このほか、ユーザーからのフィードバックを基に改良したところもある。たとえば、「自動輝度調整機能」は、従来搭乗口などで二次元コードを読み取りやすくするため、画面を下に向けると輝度を自動で上げる機能を備えていた。ところが、事前に明るくしたいという意見や、寝転びながら開いた際に高い輝度で顔を照らされる、といった声を受けて、先代アプリに搭載されていた「電球アイコン」を復活させる。顧客チャネル企画部アプリ 顧客通知グループの中村晴美氏は、「盲点だった」と指摘。独りよがりの機能にならないようにしたいと、今後の開発方針を示した。
また、アプリのホーム画面にある次回の搭乗情報には、上部に「ENGLISH」の切り替えタブがある。担当者に聞くと、海外旅行などでスタッフに質問する際、日本語表記だと相手がわからない場合があるため、ワンタッチで切り替えられるボタンを備えたという。この機能も、ユーザーからの声を受けたもので、担当者は「これまでデジタルには弱いと言われていたJALだが、これからどんどん改善していく」と語った。
機内Wi-Fiの接続では、これまでスマートフォンの設定から機内Wi-Fiのアクセスポイントを選択してアクセスする必要があったが、新アプリからは、アプリ操作で機内Wi-Fiに接続できる機能を備える。さまざまなユーザーがアプリでの簡単な手順で機内Wi-Fiを利用できるようになる。
新造機からLEO衛星を活用
その機内Wi-Fiだが、新造機737-8では、これまでのGEO衛星に加えLEO衛星を利用するサービスに進化する。GEO衛星、つまり静止衛星では、地球と衛星の距離が長く、通信速度が上がらず遅延も大きかった。LEO衛星では、距離が短くなるため、より高速で低遅延の通信が期待できる。このため、従来では利用が難しかったストリーミング動画やオンラインゲームなども楽しめるようになり、地上のネット体験により近づくようになる。

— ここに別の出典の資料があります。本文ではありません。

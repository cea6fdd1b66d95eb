//! Pick strategies for the greedy allocator.
//!
//! A strategy selects one booking at a time from an occasion's candidate
//! queue. Strategies are a closed enumeration dispatched by configuration
//! rather than a trait object, which keeps the four policies testable in
//! isolation and the configuration surface a plain name.
//!
//! # Candidate Queue Convention
//! Candidate queues are ordered by ascending priority (booking id as the
//! final tie-break), so popping from the back yields the strongest
//! preference first.

use std::collections::BTreeSet;
use std::str::FromStr;

use rand::Rng;
use serde::{Deserialize, Serialize};

use crate::error::MatchError;
use crate::models::Snapshot;

/// Booking selection policy used by the greedy allocator.
#[derive(Debug, Clone, Copy, PartialEq, Eq, Serialize, Deserialize)]
#[serde(rename_all = "kebab-case")]
pub enum PickStrategy {
    /// Pops candidates in their existing order (strongest preference
    /// first). Deterministic; useful as a control baseline in testing,
    /// not a real policy.
    FavoriteFirst,
    /// Picks uniformly among all candidates.
    Random,
    /// Picks uniformly among priority candidates when any exist,
    /// otherwise uniformly among the rest.
    PriorityFirst,
    /// Among priority candidates (or all, when none carry priority),
    /// picks the one blocking the fewest other open bookings of the same
    /// attendee. Ties go to the first minimal element.
    LeastImpact,
}

impl Default for PickStrategy {
    fn default() -> Self {
        Self::PriorityFirst
    }
}

impl PickStrategy {
    /// Configuration name of this strategy.
    pub fn name(&self) -> &'static str {
        match self {
            Self::FavoriteFirst => "favorite-first",
            Self::Random => "random",
            Self::PriorityFirst => "priority-first",
            Self::LeastImpact => "least-impact",
        }
    }

    /// Removes and returns one booking id from `candidates`.
    ///
    /// `open` is the id set of all bookings still open in this pass; the
    /// least-impact policy scans it to count how many alternatives a pick
    /// would block. Returns `None` when the queue is empty.
    pub fn pick<R: Rng>(
        &self,
        candidates: &mut Vec<String>,
        open: &BTreeSet<String>,
        snapshot: &Snapshot,
        rng: &mut R,
    ) -> Option<String> {
        if candidates.is_empty() {
            return None;
        }

        let index = match self {
            Self::FavoriteFirst => candidates.len() - 1,
            Self::Random => rng.random_range(0..candidates.len()),
            Self::PriorityFirst => {
                let favored = favored_indices(candidates, snapshot);
                if favored.is_empty() {
                    rng.random_range(0..candidates.len())
                } else {
                    favored[rng.random_range(0..favored.len())]
                }
            }
            Self::LeastImpact => {
                let favored = favored_indices(candidates, snapshot);
                let pool = if favored.is_empty() {
                    (0..candidates.len()).collect()
                } else {
                    favored
                };

                let mut best = pool[0];
                let mut best_impact = impact(&candidates[best], open, snapshot);
                for &i in &pool[1..] {
                    let candidate_impact = impact(&candidates[i], open, snapshot);
                    if candidate_impact < best_impact {
                        best = i;
                        best_impact = candidate_impact;
                    }
                }
                best
            }
        };

        Some(candidates.remove(index))
    }
}

/// Indices of candidates carrying a priority.
fn favored_indices(candidates: &[String], snapshot: &Snapshot) -> Vec<usize> {
    candidates
        .iter()
        .enumerate()
        .filter(|(_, id)| snapshot.booking(id).map(|b| b.priority > 0).unwrap_or(false))
        .map(|(i, _)| i)
        .collect()
}

/// Number of other open bookings of the same attendee that accepting
/// `candidate_id` would block.
fn impact(candidate_id: &str, open: &BTreeSet<String>, snapshot: &Snapshot) -> usize {
    let Some(candidate) = snapshot.booking(candidate_id) else {
        return 0;
    };

    open.iter()
        .filter(|id| id.as_str() != candidate_id)
        .filter_map(|id| snapshot.booking(id))
        .filter(|b| b.attendee_id == candidate.attendee_id && snapshot.conflicts(b, candidate))
        .count()
}

impl FromStr for PickStrategy {
    type Err = MatchError;

    fn from_str(s: &str) -> Result<Self, Self::Err> {
        match s {
            "favorite-first" => Ok(Self::FavoriteFirst),
            "random" => Ok(Self::Random),
            "priority-first" => Ok(Self::PriorityFirst),
            "least-impact" => Ok(Self::LeastImpact),
            other => Err(MatchError::UnknownStrategy(other.to_string())),
        }
    }
}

担当者によると、国内線のほとんどの区間はLEO衛星が利用できるため、主にLEO衛星をメインに使ったサービスになると話す。なお、ほかの機材への導入は、まだ検討中の段階だとしている。
国際線機内食のリニューアルなど
このほか、国内線ファーストクラスと国際線のビジネスクラス、ファーストクラスで提供されている機内食のリニューアルなどが発表された。
国内線ファーストクラスの機内食では、短距離路線で新たに“お弁当スタイル”の機内食が導入される。短い飛行時間でもゆとりを持って提供でき、蓋を開けた瞬間の高揚感を楽しめるように工夫が凝らされたという。
国際線では、欧米路線のビジネスクラスで到着前に二食目としてセットメニューを提供する。1日1組限定のレストラン「été」のシェフ庄司夏子氏が監修した季節ごとに味わい豊かなメニューが提供される。
たとえば、3月~5月には「国産牛の濃縮バルサミコ酢と赤ワイン煮」などが提供される。庄司氏は「長距離線は海外のユーザーが多いと聞いた。日本の良さを最大限わかりやすく、洗練されたものにしたいという想いから、メニューを3皿に限定した」とこだわりを語る。メニューの選定に当たっては、さまざまなユーザーが搭乗する機内食ならではの事情を考慮し「ストライクゾーンが広いもの。一口食べて『おいしい』を実感してもらいたい」と狙いを説明した。